◆ **Work to complete**
The lines of the records that include "with" should all be copied.

[Stored items]
◇ ◇ ◇ ◇ ◇ ◇ ◇
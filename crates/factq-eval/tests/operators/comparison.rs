//! Comparison and arithmetic tests
//!
//! Tests for: eq, ne, lt, le, gt, ge, add, sub, mul, div

use super::{boolean, eval, int, string};
use factq_eval::{EvalError, MemoryFact};
use factq_term::{Scalar, Value};
use pretty_assertions::assert_eq;
use rstest::rstest;

fn reading() -> MemoryFact {
    MemoryFact::new()
        .with("temp", 21)
        .with("ratio", 0.5)
        .with("label", "kitchen")
        .with("tags", "red")
        .with("tags", "blue")
}

#[rstest]
#[case("(eq temp 21)", true)]
#[case("(eq temp 21.0)", true)]
#[case("(ne temp 21)", false)]
#[case("(lt temp 30)", true)]
#[case("(le temp 21)", true)]
#[case("(gt ratio 0.25)", true)]
#[case("(ge ratio 1)", false)]
#[case("(eq label 'kitchen')", true)]
#[case("(lt label 'lounge')", true)]
#[case("(eq tags 'blue')", true)]
#[case("(ne tags 'blue')", false)]
#[case("(ne tags 'green')", true)]
#[case("(eq missing 1)", false)]
#[case("(ne missing 1)", false)]
#[case("(gt missing 1)", false)]
#[case("(lt 2024-01-01T00:00:00Z 2024-06-01T00:00:00Z)", true)]
fn test_comparisons(#[case] source: &str, #[case] expected: bool) {
    assert_eq!(eval(source, &mut reading()).unwrap(), boolean(expected));
}

#[test]
fn test_ordering_unrelated_kinds_is_an_error() {
    let error = eval("(lt label 3)", &mut reading()).unwrap_err();
    assert!(matches!(error.root_cause(), EvalError::TypeMismatch { .. }));
}

#[test]
fn test_equality_of_unrelated_kinds_is_false() {
    assert_eq!(eval("(eq label 3)", &mut reading()).unwrap(), boolean(false));
}

#[rstest]
#[case("(add temp 1)", int(22))]
#[case("(sub temp 30)", int(-9))]
#[case("(mul temp 2)", int(42))]
#[case("(div temp 4)", int(5))]
#[case("(add temp ratio)", Value::Scalar(Scalar::Float(21.5)))]
#[case("(add label '!')", string("kitchen!"))]
#[case("(add missing 1)", Value::Nil)]
#[case("(gt (add temp 1) 21)", boolean(true))]
fn test_arithmetic(#[case] source: &str, #[case] expected: Value) {
    assert_eq!(eval(source, &mut reading()).unwrap(), expected);
}

#[rstest]
#[case("(div temp 0)")]
#[case("(div ratio 0.0)")]
fn test_division_by_zero(#[case] source: &str) {
    let error = eval(source, &mut reading()).unwrap_err();
    assert!(matches!(error.root_cause(), EvalError::DivisionByZero));
}

#[test]
fn test_arithmetic_needs_single_values() {
    let error = eval("(add tags 1)", &mut reading()).unwrap_err();
    assert!(matches!(
        error.root_cause(),
        EvalError::Cardinality { found: 2, .. }
    ));
}

#[test]
fn test_integer_overflow() {
    let mut fact = MemoryFact::new().with("big", i64::MAX);
    let error = eval("(add big 1)", &mut fact).unwrap_err();
    assert!(matches!(error.root_cause(), EvalError::Overflow { .. }));
}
◇ ◇ ◇ ◇ ◇ ◇ ◇
◆ **Solution to this task**
        .with("temp", 21)
        .with("ratio", 0.5)
        .with("label", "kitchen")
        .with("tags", "red")
        .with("tags", "blue")
    let mut fact = MemoryFact::new().with("big", i64::MAX);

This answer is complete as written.